Penguin

IDENT authentication failed for user

PostgreSQL under Debian by default uses IDENT authentication to authenticate a user connecting to the database. In english this means that you can only connect to the database with the same username as your unix login. This can be edited in /etc/postgres/pg_hba.conf (Host Based Authentication) by changing ident sameuser with trust to let anyone connect to the database with any username without a password, or crypt etc. The file is well commented, refer to it for more details.

If you change Debian's default setup, then you may get error messages every day from cron, as the postgres user connects to every database and runs some optimisations.

The Unix SuperUser can change to the postgres user to run the shell commands createdb and createuser -- if you create a database user with the same name as a Unix account, then that Unix account user can connect (when using ident sameuser). If you don't want to use the shell command, the postgres user could run psql template1 to connect via the interactive shell, and then do create database name; or create user name;.

Upgrading from 7.2 to 7.3

Check your pg_hba.conf file. Previously "password" authentication covered all forms of stored password. Now it is strict. If you are using MD5 passwords, it must be MD5.

Also, in SQL-land, LIMIT used to be fairly forgiving about its arguments. It would accept MySQL format without blinking. Now it's strict.

Finally, if you are a Debian user, don't believe the instructions in the update README! psql -e < dumpfile will not restore your database... you need to do psql template1 -e dumpfile.

You should create PGDATA directory first in Gentoo after an emerge install

If you get the following error:

# /etc/init.d/postgresql start
 * directory not found: /var/lib/postgresql/data
 * You should create PGDATA directory first.

then you need to issue ebuild /var/db/pkg/dev-db/postgresql-$VERSION/postgresql-$VERSION.ebuild config

Connecting over TCP/IP

A default server will only listen for connections on a socket.
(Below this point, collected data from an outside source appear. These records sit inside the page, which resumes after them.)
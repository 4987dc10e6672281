//! Routing Stability Regulator: 24h single-writer loop over `router_weights`
//! (§4.8).
//!
//! Reads the last day's `RoutingDecision`s, computes a pressure signal per
//! weight from reflected and low-confidence decisions, applies a bounded
//! update, verifies the candidate against a replay of the last 100 decisions,
//! and persists only if aggregate confidence did not drop.

use super::{clamp_daily_delta, cooldown_elapsed, Result};
use crate::config::{Config, RegulatorUpdate};
use crate::memory::types::RoutingDecision;
use crate::persistence::{PersistenceStore, RegulatorCheckpoint};
use std::collections::HashMap;
use tracing::info;

pub const WRITER_TOKEN: &str = "routing_stability_regulator";

/// Per-(mode, signal) pressure accumulated from a day's decisions: positive
/// pressure means "this weight should have counted for more to reach the
/// mode that reflection/low confidence suggests was correct."
#[derive(Debug, Clone, Default)]
struct Pressure {
    by_weight_key: HashMap<String, f64>,
}

fn weight_key(mode: &str, signal: &str) -> String {
    format!("{mode}.{signal}")
}

/// Derive pressure from the day's decisions. A decision with a human
/// reflection disagreeing with `selected_mode`, or with `router_confidence`
/// below 0.4, nudges every signal that was active (nonzero in the snapshot)
/// for the *reflected-correct* mode upward by a small fixed increment.
fn compute_pressure(decisions: &[RoutingDecision]) -> Pressure {
    let mut pressure = Pressure::default();
    const INCREMENT: f64 = 0.05;

    for decision in decisions {
        let low_confidence = decision.router_confidence < 0.4;
        let reflected_mode = decision
            .reflection
            .as_ref()
            .and_then(|r| r.get("correct_mode"))
            .and_then(|v| v.as_str());

        let target_mode = match reflected_mode {
            Some(mode) if mode != decision.selected_mode.to_string() => Some(mode.to_string()),
            _ if low_confidence => Some(decision.selected_mode.to_string()),
            _ => None,
        };

        let Some(target_mode) = target_mode else {
            continue;
        };

        if let Some(signals) = decision.signal_snapshot.as_object() {
            for (signal, value) in signals {
                let active = value.as_f64().is_some_and(|v| v.abs() > 1e-9);
                if active {
                    *pressure
                        .by_weight_key
                        .entry(weight_key(&target_mode, signal))
                        .or_insert(0.0) += INCREMENT;
                }
            }
        }
    }

    pressure
}

/// Apply `pressure` to `weights`, respecting the per-parameter 48h cooldown
/// recorded in `last_changed`. Returns the set of weight keys actually
/// changed.
fn apply_bounded_updates(
    weights: &mut crate::config::RouterWeights,
    pressure: &Pressure,
    last_changed: &HashMap<String, chrono::DateTime<chrono::Utc>>,
    now: chrono::DateTime<chrono::Utc>,
) -> Vec<String> {
    let mut changed = Vec::new();
    for (key, raw_pressure) in &pressure.by_weight_key {
        if !cooldown_elapsed(last_changed.get(key).copied(), now) {
            continue;
        }
        let Some((mode, signal)) = key.split_once('.') else {
            continue;
        };
        let delta = clamp_daily_delta(*raw_pressure);
        if delta.abs() < 1e-9 {
            continue;
        }
        let mode_weights = weights.weights.entry(mode.to_string()).or_default();
        let entry = mode_weights.entry(signal.to_string()).or_insert(0.0);
        *entry += delta;
        changed.push(key.clone());
    }
    changed
}

/// Aggregate confidence of `decisions` if routed under `weights` instead of
/// whatever weights produced the recorded `router_confidence`. This replay
/// uses the recorded `signal_snapshot` rather than re-deriving signals, since
/// only the weight set is under test (§4.8 acceptance criterion).
fn replay_aggregate_confidence(decisions: &[RoutingDecision], weights: &crate::config::RouterWeights) -> f64 {
    if decisions.is_empty() {
        return 0.0;
    }
    let mut total = 0.0;
    for decision in decisions {
        let mut signals = crate::router::Signals::default();
        if let Some(obj) = decision.signal_snapshot.as_object() {
            if let Some(v) = obj.get("freshness_risk").and_then(serde_json::Value::as_f64) {
                signals.freshness_risk = v;
            }
            if let Some(v) = obj.get("tool_available").and_then(serde_json::Value::as_f64) {
                signals.tool_available = v;
            }
        }
        if let Ok(result) = crate::router::route(weights, &signals, None) {
            total += result.router_confidence;
        }
    }
    total / decisions.len() as f64
}

/// Run one regulator cycle. `decisions` should be the last 24h's worth;
/// `replay_window` the last 100 decisions used for acceptance validation.
///
/// # Errors
/// Returns [`super::RegulatorError::ReplayRejected`] if the candidate update
/// would lower aggregate replay confidence, in which case nothing is
/// persisted and `config` is left unmodified.
pub async fn run_cycle(
    config: &mut Config,
    store: &mut PersistenceStore,
    decisions: &[RoutingDecision],
    replay_window: &[RoutingDecision],
) -> Result<Vec<String>> {
    let now = chrono::Utc::now();
    let pressure = compute_pressure(decisions);
    if pressure.by_weight_key.is_empty() {
        info!("routing stability regulator: no pressure this cycle");
        return Ok(Vec::new());
    }

    let checkpoint = store.load_regulator_checkpoint(WRITER_TOKEN).await?;
    let last_changed: HashMap<String, chrono::DateTime<chrono::Utc>> = checkpoint
        .as_ref()
        .and_then(|c| serde_json::from_value(c.update.clone()).ok())
        .unwrap_or_default();

    let baseline_confidence = replay_aggregate_confidence(replay_window, &config.router_weights);

    let mut candidate = config.router_weights.clone();
    let changed = apply_bounded_updates(&mut candidate, &pressure, &last_changed, now);
    if changed.is_empty() {
        info!("routing stability regulator: all pressured weights in cooldown");
        return Ok(Vec::new());
    }

    let candidate_confidence = replay_aggregate_confidence(replay_window, &candidate);
    if candidate_confidence < baseline_confidence {
        return Err(super::RegulatorError::ReplayRejected(format!(
            "candidate confidence {candidate_confidence:.4} < baseline {baseline_confidence:.4}"
        )));
    }

    config.apply_regulator_update(WRITER_TOKEN, RegulatorUpdate::RouterWeights(candidate))?;

    let mut updated_last_changed = last_changed;
    for key in &changed {
        updated_last_changed.insert(key.clone(), now);
    }
    store
        .save_regulator_checkpoint(&RegulatorCheckpoint {
            writer_token: WRITER_TOKEN.to_string(),
            applied_at: now,
            update: serde_json::to_value(&updated_last_changed).unwrap_or_default(),
        })
        .await?;

    info!(changed = ?changed, "routing stability regulator applied bounded update");
    Ok(changed)
}

#[cfg(test)]
#[cfg_attr(coverage_nightly, coverage(off))]
mod tests {
    use super::*;
    use crate::memory::types::Mode;

    fn sample_decision(confidence: f64) -> RoutingDecision {
        RoutingDecision {
            id: uuid::Uuid::new_v4(),
            topic: None,
            exchange_id: "exchange-1".to_string(),
            selected_mode: Mode::Act,
            router_confidence: confidence,
            scores: HashMap::new(),
            tiebreaker_used: false,
            margin: 0.1,
            effective_margin: 0.1,
            signal_snapshot: serde_json::json!({"freshness_risk": 0.9}),
            weight_snapshot: serde_json::json!({}),
            reflection: None,
            created_at: chrono::Utc::now(),
        }
    }

    #[test]
    fn low_confidence_decisions_generate_pressure_on_active_signals() {
        let decisions = vec![sample_decision(0.1)];
        let pressure = compute_pressure(&decisions);
        assert!(pressure.by_weight_key.contains_key(&weight_key("ACT", "freshness_risk")));
    }

    #[test]
    fn high_confidence_decisions_generate_no_pressure() {
        let decisions = vec![sample_decision(0.9)];
        let pressure = compute_pressure(&decisions);
        assert!(pressure.by_weight_key.is_empty());
    }

    #[test]
    fn cooldown_blocks_repeated_updates_to_the_same_weight() {
        let mut weights = crate::config::RouterWeights::default_spec();
        let mut pressure = Pressure::default();
        pressure.by_weight_key.insert("ACT.freshness_risk".to_string(), 0.05);
        let now = chrono::Utc::now();
        let mut last_changed = HashMap::new();
        last_changed.insert("ACT.freshness_risk".to_string(), now - chrono::Duration::hours(1));
        let changed = apply_bounded_updates(&mut weights, &pressure, &last_changed, now);
        assert!(changed.is_empty());
    }
}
If you want to connect to it via a host name then you need to start the server with the -i flag

You will also need to edit your pg_hba.conf file to set access permissions.

Determining Table Primary Keys

Within a procedure I was writing I needed a way to determine which fields of the table where the primary keys. The following views can help to provide this information.

CREATE VIEW relid_pkeys AS SELECT indrelid AS relid, attname AS column_name
    FROM pg_index, pg_class, pg_attribute WHERE indisprimary='t' AND
    indexrelid=pg_class.oid AND pg_attribute.attrelid=pg_class.relfilenode;

CREATE VIEW table_pkeys AS SELECT c.relname AS table_name, p.column_name FROM
    relid_pkeys p, pg_class c WHERE p.relid=c.relfilenode AND c.relowner!=1 AND
    c.relkind='r';

Now you can go SELECT column_name FROM table_pkeys WHERE table_name='foo' and get back a list of the columns in the table foo that are primary keys. No records will be returned if foo does not have a primary key defined.

I added the restrictions on the relowner and relkind fields so that queries such as SELECT * FROM table_pkeys are a bit cleaner. The restrictions aim to filter the list so that it only contains user created tables. I chose the values based on trial and error, they work for me, but your milage may vary. If you are having problems simply remove those to restrictions.

Tuning the WAL

Some configuration parameters for configuring WAL behaviour are available. They are all documented in the online PostgreSQL documentation. A good overview of some of the specific configuration parameters is available here.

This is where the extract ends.